Associating types directly with debug metadata?

We would need to access the LLVM debug metadata type information directly from LLVM types. It looks like the current clang and llvm-gcc don't support such an association, nor appears the LLVM itself do. (We are tracking TOT, but only once a month or so.)

In terms of LLVM IR, apparantly this would simply mean optionally adding another metadata value to each type. For example, let us have a C type

  struct T { int a };

In LLVM IR (with no name conflicts), this get presented as

  %struct.T = type { i32 }

Now, we would like to annotate this with a piece of metadata, something like this:

  %struct.T = type { i32 }, !dbg !11

with the associated metadata being something like the following:

!1 = metadata !{i32 524329, metadata !"foo.c", metadata !"/tmp", metadata !2} ; [ DW_TAG_file_type ]
!2 = metadata !{i32 524305, i32 0, i32 12, metadata !"foo.c", metadata !"/tmp", metadata !"clang version 2.9 ($URL$)", i1 true, i1 false, metadata !"", i32 0} ; [ DW_TAG_compile_unit ]
!5 = metadata !{i32 524324, metadata !1, metadata !"int", metadata !1, i32 0, i64 32, i64 32, i64 0, i32 0, i32 5} ; [ DW_TAG_base_type ]
!11 = metadata !{i32 524307, metadata !1, metadata !"T", metadata !1, i32 2, i64 32, i64 32, i64 0, i32 0, null, metadata !12, i32 0, null} ; [ DW_TAG_structure_type ]
!12 = metadata !{metadata !13}
!13 = metadata !{i32 524301, metadata !1, metadata !"a", metadata !1, i32 2, i64 32, i64 32, i64 0, i32 0, metadata !5} ; [ DW_TAG_member ]

Then the type would probably need to be added to a new named metadata tag as well, maybe !llvm.dbg.ty?

Would the right starting point be to simply add an MDNode pointer to the Type class? That should be then convertible to a DIType?

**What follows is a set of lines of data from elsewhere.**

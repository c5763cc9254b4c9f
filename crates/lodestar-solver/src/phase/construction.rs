//! Construction heuristic: greedy first fit, hardest placements first.

use tracing::debug;

use lodestar_core::error::Result;
use lodestar_core::score::Score;
use lodestar_core::Value;

use crate::scope::{PhaseScope, SolverScope, StepScope};
use crate::termination::Termination;

use super::Phase;

/// A basic-variable slot waiting for a value.
struct BasicPlacement {
    class: usize,
    entity: usize,
    field: usize,
    candidate_count: usize,
}

/// Fills every unassigned genuine variable once, without backtracking.
///
/// Placements are ordered fewest-candidates-first; for each one every
/// candidate value is scored through the incremental director and the best
/// is kept, earliest candidate winning ties. List elements are placed at
/// their best insertion position across all owners. The result may still be
/// infeasible; later phases improve it.
#[derive(Debug, Default)]
pub struct ConstructionHeuristicPhase;

impl ConstructionHeuristicPhase {
    pub fn new() -> Self {
        Self
    }

    fn basic_placements<Sc: Score>(scope: &SolverScope<Sc>) -> Vec<BasicPlacement> {
        let solution = scope.director().solution();
        let registry = solution.registry();
        let mut placements = Vec::new();
        for (class, def) in registry.entity_classes().iter().enumerate() {
            for (field, field_def) in def.fields.iter().enumerate() {
                if !field_def.is_genuine_variable() || field_def.is_list_variable() {
                    continue;
                }
                let candidate_count = registry
                    .resolve_value_range(class, field, solution)
                    .map_or(0, |candidates| candidates.len());
                for entity in 0..solution.entities[class].len() {
                    if solution.entities[class][entity].fields[field].is_none() {
                        placements.push(BasicPlacement {
                            class,
                            entity,
                            field,
                            candidate_count,
                        });
                    }
                }
            }
        }
        // Stable sort: declaration order breaks candidate-count ties.
        placements.sort_by_key(|p| p.candidate_count);
        placements
    }

    fn place_basic<Sc: Score>(
        scope: &mut PhaseScope<'_, Sc>,
        placement: &BasicPlacement,
    ) -> Result<()> {
        let candidates = {
            let solution = scope.director().solution();
            solution
                .registry()
                .resolve_value_range(placement.class, placement.field, solution)?
        };
        let mut best: Option<(Sc, Value)> = None;
        for candidate in candidates {
            scope.director_mut().change_variable(
                placement.class,
                placement.entity,
                placement.field,
                candidate.clone(),
            )?;
            let score = scope.calculate_score()?;
            // Strictly better only, so the earliest candidate wins ties.
            if best.as_ref().map_or(true, |(b, _)| score > *b) {
                best = Some((score, candidate));
            }
            scope.director_mut().change_variable(
                placement.class,
                placement.entity,
                placement.field,
                Value::None,
            )?;
        }
        if let Some((_, value)) = best {
            scope.director_mut().change_variable(
                placement.class,
                placement.entity,
                placement.field,
                value,
            )?;
        }
        Ok(())
    }

    /// Unassigned elements of one list variable, declaration order.
    fn unassigned_elements<Sc: Score>(
        scope: &SolverScope<Sc>,
        owner_class: usize,
        field: usize,
        element_class: usize,
    ) -> Vec<usize> {
        let solution = scope.director().solution();
        let mut assigned = vec![false; solution.entities[element_class].len()];
        for owner in &solution.entities[owner_class] {
            if let Some(list) = owner.fields[field].as_list() {
                for (class, idx) in list.iter().filter_map(Value::as_entity_ref) {
                    if class == element_class {
                        assigned[idx] = true;
                    }
                }
            }
        }
        (0..assigned.len()).filter(|&i| !assigned[i]).collect()
    }

    fn place_element<Sc: Score>(
        scope: &mut PhaseScope<'_, Sc>,
        owner_class: usize,
        field: usize,
        element: Value,
    ) -> Result<()> {
        let owner_count = scope.director().solution().entities[owner_class].len();
        let mut best: Option<(Sc, usize, usize)> = None;
        for owner in 0..owner_count {
            let len = scope.director().solution().entities[owner_class][owner].fields[field]
                .as_list()
                .map_or(0, <[_]>::len);
            for position in 0..=len {
                scope.director_mut().list_insert(
                    owner_class,
                    owner,
                    field,
                    position,
                    element.clone(),
                )?;
                let score = scope.calculate_score()?;
                if best.as_ref().map_or(true, |(b, _, _)| score > *b) {
                    best = Some((score, owner, position));
                }
                scope
                    .director_mut()
                    .list_remove(owner_class, owner, field, position)?;
            }
        }
        if let Some((_, owner, position)) = best {
            scope
                .director_mut()
                .list_insert(owner_class, owner, field, position, element)?;
        }
        Ok(())
    }
}

impl<Sc: Score> Phase<Sc> for ConstructionHeuristicPhase {
    fn name(&self) -> &str {
        "construction heuristic"
    }

    fn solve(
        &mut self,
        scope: &mut SolverScope<Sc>,
        termination: &dyn Termination<Sc>,
    ) -> Result<()> {
        let placements = Self::basic_placements(scope);
        let list_variables: Vec<(usize, usize, usize)> = scope
            .director()
            .solution()
            .registry()
            .list_plans()
            .iter()
            .map(|plan| (plan.owner_class, plan.owner_field, plan.element_class))
            .collect();

        let mut phase_scope = PhaseScope::new(scope, 0);
        debug!(
            placements = placements.len(),
            list_variables = list_variables.len(),
            "construction heuristic started"
        );

        for placement in &placements {
            if termination.is_terminated(phase_scope.solver_scope())
                || phase_scope.solver_scope().is_terminate_early()
            {
                break;
            }
            Self::place_basic(&mut phase_scope, placement)?;
            let mut step = StepScope::new(&mut phase_scope);
            step.complete();
            phase_scope.update_best_solution()?;
        }

        for (owner_class, field, element_class) in list_variables {
            for element in
                Self::unassigned_elements(phase_scope.solver_scope(), owner_class, field, element_class)
            {
                if termination.is_terminated(phase_scope.solver_scope())
                    || phase_scope.solver_scope().is_terminate_early()
                {
                    break;
                }
                Self::place_element(
                    &mut phase_scope,
                    owner_class,
                    field,
                    Value::Ref(element_class, element),
                )?;
                let mut step = StepScope::new(&mut phase_scope);
                step.complete();
                phase_scope.update_best_solution()?;
            }
        }

        let final_score = phase_scope.calculate_score()?;
        debug!(score = %final_score, steps = phase_scope.step_count(), "construction heuristic ended");
        Ok(())
    }
}
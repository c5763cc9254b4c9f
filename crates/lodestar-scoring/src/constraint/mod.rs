//! Compiled incremental constraints.
//!
//! A stream pipeline compiles into one of a few constraint shapes, each
//! carrying its own indexes and match bookkeeping. Instances are stateful
//! and owned by one score director; the shared [`Constraint`] definition is
//! cheap to clone and can compile fresh instances for concurrent sessions.

mod balance;
mod cross;
mod exists;
mod grouped;
mod indexes;
mod pair;
mod uni;

pub(crate) use balance::BalanceConstraint;
pub(crate) use cross::CrossConstraint;
pub(crate) use exists::ExistsConstraint;
pub(crate) use grouped::GroupedConstraint;
pub(crate) use pair::PairConstraint;
pub(crate) use uni::UniConstraint;

pub(crate) use indexes::JoinIndex;

use lodestar_core::domain::Solution;
use lodestar_core::error::Result;
use lodestar_core::score::Score;
use lodestar_core::{ConstraintRef, ImpactType};

use crate::analysis::ConstraintMatch;
use crate::stream::collector::Collector;
use crate::stream::joiner::Joiner;
use crate::stream::{
    GroupWeightFn, KeyUniverseFn, PairWeightFn, UniKeyFn, UniPredicate, UniWeightFn,
};

/// Incremental evaluation protocol shared by all compiled constraints.
///
/// The director retracts every affected entity before a mutation and
/// re-inserts it afterwards; both calls return the signed score delta.
/// `evaluate` recomputes from scratch without touching internal state and
/// backs the assertion mode.
pub trait IncrementalConstraint<Sc: Score>: Send + Sync + std::fmt::Debug {
    fn constraint_ref(&self) -> &ConstraintRef;

    /// Entity classes whose changes can affect this constraint.
    fn source_classes(&self) -> &[usize];

    /// Builds internal indexes from the full solution, returning its score.
    fn initialize(&mut self, solution: &Solution<Sc>) -> Result<Sc>;

    /// Stateless from-scratch recomputation.
    fn evaluate(&self, solution: &Solution<Sc>) -> Result<Sc>;

    /// Removes one entity, before its fields change.
    fn on_retract(&mut self, solution: &Solution<Sc>, class: usize, entity: usize) -> Result<Sc>;

    /// Re-adds one entity, after its fields changed.
    fn on_insert(&mut self, solution: &Solution<Sc>, class: usize, entity: usize) -> Result<Sc>;

    /// All current matches, for analysis.
    fn collect_matches(&self, solution: &Solution<Sc>) -> Result<Vec<ConstraintMatch<Sc>>>;
}

/// Applies the impact direction to a base weight.
#[inline]
pub(crate) fn signed<Sc: Score>(impact: ImpactType, base: Sc) -> Sc {
    match impact {
        ImpactType::Penalty => -base,
        ImpactType::Reward => base,
    }
}

/// The compiled shape of one constraint definition.
#[derive(Clone)]
pub(crate) enum ConstraintKind<Sc: Score> {
    Uni {
        class: usize,
        filters: Vec<UniPredicate<Sc>>,
        weight: UniWeightFn<Sc>,
    },
    /// Unique pairs within one class: (earlier, later), n(n-1)/2 candidates.
    Pair {
        class: usize,
        joiners: Vec<Joiner<Sc>>,
        weight: PairWeightFn<Sc>,
    },
    /// Cross-class join.
    Cross {
        class_a: usize,
        class_b: usize,
        joiners: Vec<Joiner<Sc>>,
        weight: PairWeightFn<Sc>,
    },
    /// Uni stream conditioned on (non-)existence of a matching other entity.
    Exists {
        class: usize,
        filters: Vec<UniPredicate<Sc>>,
        other_class: usize,
        joiners: Vec<Joiner<Sc>>,
        negated: bool,
        weight: UniWeightFn<Sc>,
    },
    Grouped {
        class: usize,
        filters: Vec<UniPredicate<Sc>>,
        key: UniKeyFn<Sc>,
        collector: Collector<Sc>,
        complement: Option<KeyUniverseFn<Sc>>,
        weight: GroupWeightFn<Sc>,
    },
    /// Load balance across groups; weight applied once to the unfairness.
    Balance {
        class: usize,
        filters: Vec<UniPredicate<Sc>>,
        key: UniKeyFn<Sc>,
        metric: crate::stream::MetricFn<Sc>,
        complement: Option<KeyUniverseFn<Sc>>,
        weight: GroupWeightFn<Sc>,
    },
}

/// A named, compiled-on-demand constraint definition.
#[derive(Clone)]
pub struct Constraint<Sc: Score> {
    pub(crate) constraint_ref: ConstraintRef,
    pub(crate) impact: ImpactType,
    pub(crate) kind: ConstraintKind<Sc>,
}

impl<Sc: Score> Constraint<Sc> {
    pub fn constraint_ref(&self) -> &ConstraintRef {
        &self.constraint_ref
    }

    /// Entity classes this constraint sources.
    pub fn source_classes(&self) -> Vec<usize> {
        match &self.kind {
            ConstraintKind::Uni { class, .. }
            | ConstraintKind::Pair { class, .. }
            | ConstraintKind::Grouped { class, .. }
            | ConstraintKind::Balance { class, .. } => vec![*class],
            ConstraintKind::Cross { class_a, class_b, .. } => {
                if class_a == class_b {
                    vec![*class_a]
                } else {
                    vec![*class_a, *class_b]
                }
            }
            ConstraintKind::Exists { class, other_class, .. } => {
                if class == other_class {
                    vec![*class]
                } else {
                    vec![*class, *other_class]
                }
            }
        }
    }

    /// Instantiates fresh incremental state for one director.
    pub fn compile(&self) -> Box<dyn IncrementalConstraint<Sc>> {
        let cref = self.constraint_ref.clone();
        let impact = self.impact;
        match self.kind.clone() {
            ConstraintKind::Uni { class, filters, weight } => {
                Box::new(UniConstraint::new(cref, impact, class, filters, weight))
            }
            ConstraintKind::Pair { class, joiners, weight } => {
                Box::new(PairConstraint::new(cref, impact, class, joiners, weight))
            }
            ConstraintKind::Cross { class_a, class_b, joiners, weight } => Box::new(
                CrossConstraint::new(cref, impact, class_a, class_b, joiners, weight),
            ),
            ConstraintKind::Exists {
                class,
                filters,
                other_class,
                joiners,
                negated,
                weight,
            } => Box::new(ExistsConstraint::new(
                cref,
                impact,
                class,
                filters,
                other_class,
                joiners,
                negated,
                weight,
            )),
            ConstraintKind::Grouped {
                class,
                filters,
                key,
                collector,
                complement,
                weight,
            } => Box::new(GroupedConstraint::new(
                cref, impact, class, filters, key, collector, complement, weight,
            )),
            ConstraintKind::Balance {
                class,
                filters,
                key,
                metric,
                complement,
                weight,
            } => Box::new(BalanceConstraint::new(
                cref, impact, class, filters, key, metric, complement, weight,
            )),
        }
    }
}

impl<Sc: Score> std::fmt::Debug for Constraint<Sc> {
    fn fmt(&self, f: &mut std::fmt::Formatter<'_>) -> std::fmt::Result {
        let kind = match &self.kind {
            ConstraintKind::Uni { .. } => "Uni",
            ConstraintKind::Pair { .. } => "Pair",
            ConstraintKind::Cross { .. } => "Cross",
            ConstraintKind::Exists { negated: false, .. } => "IfExists",
            ConstraintKind::Exists { negated: true, .. } => "IfNotExists",
            ConstraintKind::Grouped { .. } => "Grouped",
            ConstraintKind::Balance { .. } => "Balance",
        };
        f.debug_struct("Constraint")
            .field("name", &self.constraint_ref.full_name())
            .field("impact", &self.impact)
            .field("kind", &kind)
            .finish()
    }
}
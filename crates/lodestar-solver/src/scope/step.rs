//! Step-level scope.

use lodestar_core::score::Score;

use super::PhaseScope;

/// Scope for a single step within a phase.
pub struct StepScope<'a, 'b, Sc: Score> {
    phase_scope: &'a mut PhaseScope<'b, Sc>,
    step_index: u64,
    step_score: Option<Sc>,
}

impl<'a, 'b, Sc: Score> StepScope<'a, 'b, Sc> {
    pub fn new(phase_scope: &'a mut PhaseScope<'b, Sc>) -> Self {
        let step_index = phase_scope.step_count();
        Self {
            phase_scope,
            step_index,
            step_score: None,
        }
    }

    pub fn step_index(&self) -> u64 {
        self.step_index
    }

    pub fn step_score(&self) -> Option<Sc> {
        self.step_score
    }

    pub fn set_step_score(&mut self, score: Sc) {
        self.step_score = Some(score);
    }

    /// Marks this step as complete and increments counters.
    pub fn complete(&mut self) {
        self.phase_scope.increment_step_count();
    }

    pub fn phase_scope(&self) -> &PhaseScope<'b, Sc> {
        self.phase_scope
    }

    pub fn phase_scope_mut(&mut self) -> &mut PhaseScope<'b, Sc> {
        self.phase_scope
    }
}
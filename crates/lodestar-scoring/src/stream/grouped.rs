//! Grouped streams: one element per group key, carrying an aggregate.

use std::sync::Arc;

use lodestar_core::domain::Solution;
use lodestar_core::score::Score;
use lodestar_core::{ImpactType, Value};

use crate::constraint::ConstraintKind;

use super::collector::{Aggregate, Collector};
use super::{ConstraintBuilder, GroupWeightFn, KeyUniverseFn, UniKeyFn, UniPredicate};

/// Stream over `(key, aggregate)` groups.
///
/// Without `complement`, only keys with at least one member exist. The
/// load-balance collector terminates into a single solution-wide match
/// weighing the unfairness across groups.
pub struct GroupedStream<Sc: Score> {
    class: usize,
    filters: Vec<UniPredicate<Sc>>,
    key: UniKeyFn<Sc>,
    collector: Collector<Sc>,
    complement: Option<KeyUniverseFn<Sc>>,
}

impl<Sc: Score> GroupedStream<Sc> {
    pub(crate) fn new(
        class: usize,
        filters: Vec<UniPredicate<Sc>>,
        key: UniKeyFn<Sc>,
        collector: Collector<Sc>,
    ) -> Self {
        Self {
            class,
            filters,
            key,
            collector,
            complement: None,
        }
    }

    /// Pins every key of the given universe, so empty groups still match
    /// with their collector's neutral aggregate.
    pub fn complement(
        mut self,
        universe: impl Fn(&Solution<Sc>) -> Vec<Value> + Send + Sync + 'static,
    ) -> Self {
        self.complement = Some(Arc::new(universe));
        self
    }

    /// Penalizes each group by a constant weight.
    pub fn penalize(self, weight: Sc) -> ConstraintBuilder<Sc> {
        self.terminal(ImpactType::Penalty, Arc::new(move |_, _| weight))
    }

    /// Penalizes each group by a weight of its key and aggregate.
    pub fn penalize_by(
        self,
        weight: impl Fn(&Value, &Aggregate) -> Sc + Send + Sync + 'static,
    ) -> ConstraintBuilder<Sc> {
        self.terminal(ImpactType::Penalty, Arc::new(weight))
    }

    /// Rewards each group by a constant weight.
    pub fn reward(self, weight: Sc) -> ConstraintBuilder<Sc> {
        self.terminal(ImpactType::Reward, Arc::new(move |_, _| weight))
    }

    /// Rewards each group by a weight of its key and aggregate.
    pub fn reward_by(
        self,
        weight: impl Fn(&Value, &Aggregate) -> Sc + Send + Sync + 'static,
    ) -> ConstraintBuilder<Sc> {
        self.terminal(ImpactType::Reward, Arc::new(weight))
    }

    fn terminal(self, impact: ImpactType, weight: GroupWeightFn<Sc>) -> ConstraintBuilder<Sc> {
        let kind = match self.collector {
            Collector::LoadBalance(metric) => ConstraintKind::Balance {
                class: self.class,
                filters: self.filters,
                key: self.key,
                metric,
                complement: self.complement,
                weight,
            },
            collector => ConstraintKind::Grouped {
                class: self.class,
                filters: self.filters,
                key: self.key,
                collector,
                complement: self.complement,
                weight,
            },
        };
        ConstraintBuilder { impact, kind }
    }
}
//! Existence-conditioned uni constraint (`if_exists` / `if_not_exists`).
//!
//! An A entity matches when at least one (or, negated, no) B entity passes
//! the joiners against it. Contributions are cached per A entity so a B-side
//! change can be settled by recomputing only the affected key bucket.

use std::collections::HashMap;

use lodestar_core::domain::Solution;
use lodestar_core::error::{Result, SolverError};
use lodestar_core::score::Score;
use lodestar_core::{ConstraintRef, ImpactType};

use crate::analysis::{ConstraintMatch, EntityRef};
use crate::stream::joiner::Joiner;
use crate::stream::{UniPredicate, UniWeightFn};

use super::indexes::{residual_joiners, JoinIndex, Side};
use super::{signed, IncrementalConstraint};

pub struct ExistsConstraint<Sc: Score> {
    constraint_ref: ConstraintRef,
    impact: ImpactType,
    sources: Vec<usize>,
    class: usize,
    other_class: usize,
    filters: Vec<UniPredicate<Sc>>,
    joiners: Vec<Joiner<Sc>>,
    residual: Vec<Joiner<Sc>>,
    negated: bool,
    weight: UniWeightFn<Sc>,
    /// A-side members, probed when a B entity changes.
    index_a: JoinIndex<Sc>,
    /// B-side members, probed per A entity for the existence check.
    index_b: JoinIndex<Sc>,
    /// Cached signed contribution per currently matching A entity.
    contributions: HashMap<usize, Sc>,
}

impl<Sc: Score> ExistsConstraint<Sc> {
    #[allow(clippy::too_many_arguments)]
    pub fn new(
        constraint_ref: ConstraintRef,
        impact: ImpactType,
        class: usize,
        filters: Vec<UniPredicate<Sc>>,
        other_class: usize,
        joiners: Vec<Joiner<Sc>>,
        negated: bool,
        weight: UniWeightFn<Sc>,
    ) -> Self {
        let sources = if class == other_class {
            vec![class]
        } else {
            vec![class, other_class]
        };
        let index_a = JoinIndex::new(&joiners, Side::Left);
        let index_b = JoinIndex::new(&joiners, Side::Right);
        let residual = residual_joiners(&joiners);
        Self {
            constraint_ref,
            impact,
            sources,
            class,
            other_class,
            filters,
            joiners,
            residual,
            negated,
            weight,
            index_a,
            index_b,
            contributions: HashMap::new(),
        }
    }

    fn passes_filters(&self, solution: &Solution<Sc>, a: usize) -> bool {
        self.filters.iter().all(|f| f(solution, a))
    }

    /// Existence check against the current B index.
    fn condition_met(&self, solution: &Solution<Sc>, a: usize) -> bool {
        let exists = self.index_b.candidates(solution, a).into_iter().any(|b| {
            if self.class == self.other_class && a == b {
                return false;
            }
            self.residual.iter().all(|j| j.holds(solution, a, b))
        });
        exists != self.negated
    }

    /// Existence check without indexes, for the stateless path.
    fn condition_met_scan(&self, solution: &Solution<Sc>, a: usize) -> bool {
        let exists = (0..solution.entities[self.other_class].len()).any(|b| {
            if self.class == self.other_class && a == b {
                return false;
            }
            self.joiners.iter().all(|j| j.holds(solution, a, b))
        });
        exists != self.negated
    }

    fn contribution(&self, solution: &Solution<Sc>, a: usize) -> Option<Sc> {
        (self.passes_filters(solution, a) && self.condition_met(solution, a))
            .then(|| signed(self.impact, (self.weight)(solution, a)))
    }

    /// Re-settles one A entity's cached contribution, returning the delta.
    fn resettle(&mut self, solution: &Solution<Sc>, a: usize) -> Result<Sc> {
        let old = self.contributions.remove(&a).unwrap_or_else(Sc::zero);
        let new = self.contribution(solution, a).unwrap_or_else(Sc::zero);
        if new != Sc::zero() {
            self.contributions.insert(a, new);
        }
        new.checked_sub(&old).ok_or_else(|| SolverError::ScoreOverflow(self.constraint_ref.full_name()))
    }
}

impl<Sc: Score> IncrementalConstraint<Sc> for ExistsConstraint<Sc> {
    fn constraint_ref(&self) -> &ConstraintRef {
        &self.constraint_ref
    }

    fn source_classes(&self) -> &[usize] {
        &self.sources
    }

    fn initialize(&mut self, solution: &Solution<Sc>) -> Result<Sc> {
        self.index_a.clear();
        self.index_b.clear();
        self.contributions.clear();
        for a in 0..solution.entities[self.class].len() {
            self.index_a.insert(solution, a);
        }
        for b in 0..solution.entities[self.other_class].len() {
            self.index_b.insert(solution, b);
        }
        let mut total = Sc::zero();
        for a in 0..solution.entities[self.class].len() {
            if let Some(c) = self.contribution(solution, a) {
                self.contributions.insert(a, c);
                total = total.checked_add(&c).ok_or_else(|| SolverError::ScoreOverflow(self.constraint_ref.full_name()))?;
            }
        }
        Ok(total)
    }

    fn evaluate(&self, solution: &Solution<Sc>) -> Result<Sc> {
        let mut total = Sc::zero();
        for a in 0..solution.entities[self.class].len() {
            if self.passes_filters(solution, a) && self.condition_met_scan(solution, a) {
                total = total
                    .checked_add(&signed(self.impact, (self.weight)(solution, a)))
                    .ok_or_else(|| SolverError::ScoreOverflow(self.constraint_ref.full_name()))?;
            }
        }
        Ok(total)
    }

    fn on_retract(&mut self, solution: &Solution<Sc>, class: usize, entity: usize) -> Result<Sc> {
        let mut delta = Sc::zero();
        if class == self.class {
            self.index_a.remove(solution, entity);
            let old = self.contributions.remove(&entity).unwrap_or_else(Sc::zero);
            delta = delta.checked_sub(&old).ok_or_else(|| SolverError::ScoreOverflow(self.constraint_ref.full_name()))?;
        }
        if class == self.other_class {
            self.index_b.remove(solution, entity);
            // The disappearance of this B may flip A entities in its bucket.
            for a in self.index_a.candidates(solution, entity) {
                delta = delta
                    .checked_add(&self.resettle(solution, a)?)
                    .ok_or_else(|| SolverError::ScoreOverflow(self.constraint_ref.full_name()))?;
            }
        }
        Ok(delta)
    }

    fn on_insert(&mut self, solution: &Solution<Sc>, class: usize, entity: usize) -> Result<Sc> {
        let mut delta = Sc::zero();
        if class == self.class {
            if let Some(c) = self.contribution(solution, entity) {
                self.contributions.insert(entity, c);
                delta = delta.checked_add(&c).ok_or_else(|| SolverError::ScoreOverflow(self.constraint_ref.full_name()))?;
            }
            self.index_a.insert(solution, entity);
        }
        if class == self.other_class {
            self.index_b.insert(solution, entity);
            for a in self.index_a.candidates(solution, entity) {
                if self.class == self.other_class && a == entity {
                    continue;
                }
                delta = delta
                    .checked_add(&self.resettle(solution, a)?)
                    .ok_or_else(|| SolverError::ScoreOverflow(self.constraint_ref.full_name()))?;
            }
        }
        Ok(delta)
    }

    fn collect_matches(&self, solution: &Solution<Sc>) -> Result<Vec<ConstraintMatch<Sc>>> {
        let mut out = Vec::new();
        for a in 0..solution.entities[self.class].len() {
            if !(self.passes_filters(solution, a) && self.condition_met_scan(solution, a)) {
                continue;
            }
            let id = solution.entities[self.class][a].id;
            out.push(ConstraintMatch::new(
                self.constraint_ref.clone(),
                signed(self.impact, (self.weight)(solution, a)),
                vec![EntityRef::new(self.class, a, id)],
                format!("entity id={id}"),
            ));
        }
        Ok(out)
    }
}

impl<Sc: Score> std::fmt::Debug for ExistsConstraint<Sc> {
    fn fmt(&self, f: &mut std::fmt::Formatter<'_>) -> std::fmt::Result {
        f.debug_struct("ExistsConstraint")
            .field("name", &self.constraint_ref.name)
            .field("negated", &self.negated)
            .field("class", &self.class)
            .field("other_class", &self.other_class)
            .finish()
    }
}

The next step apparently would be to support to LLParser to read in such associations, and to AsmPrinter to print it out. But how about the bitcode? Would this require a new LLVMBitCode?

With that, would LLVM be able to deal with the type-associated metadata, or is there something in the LLVM side that I'm missing?

Once that works, I guess I need to ask how to extend clang to emit the information, but the right place for that would be cfe-dev, wouldn't it?

--Pekka Nikander

We would need to access the LLVM debug metadata type information directly from LLVM types. It looks like the current clang and llvm-gcc don't support such an association, nor appears the LLVM itself do.

True. I am curious how do you want to use this association ?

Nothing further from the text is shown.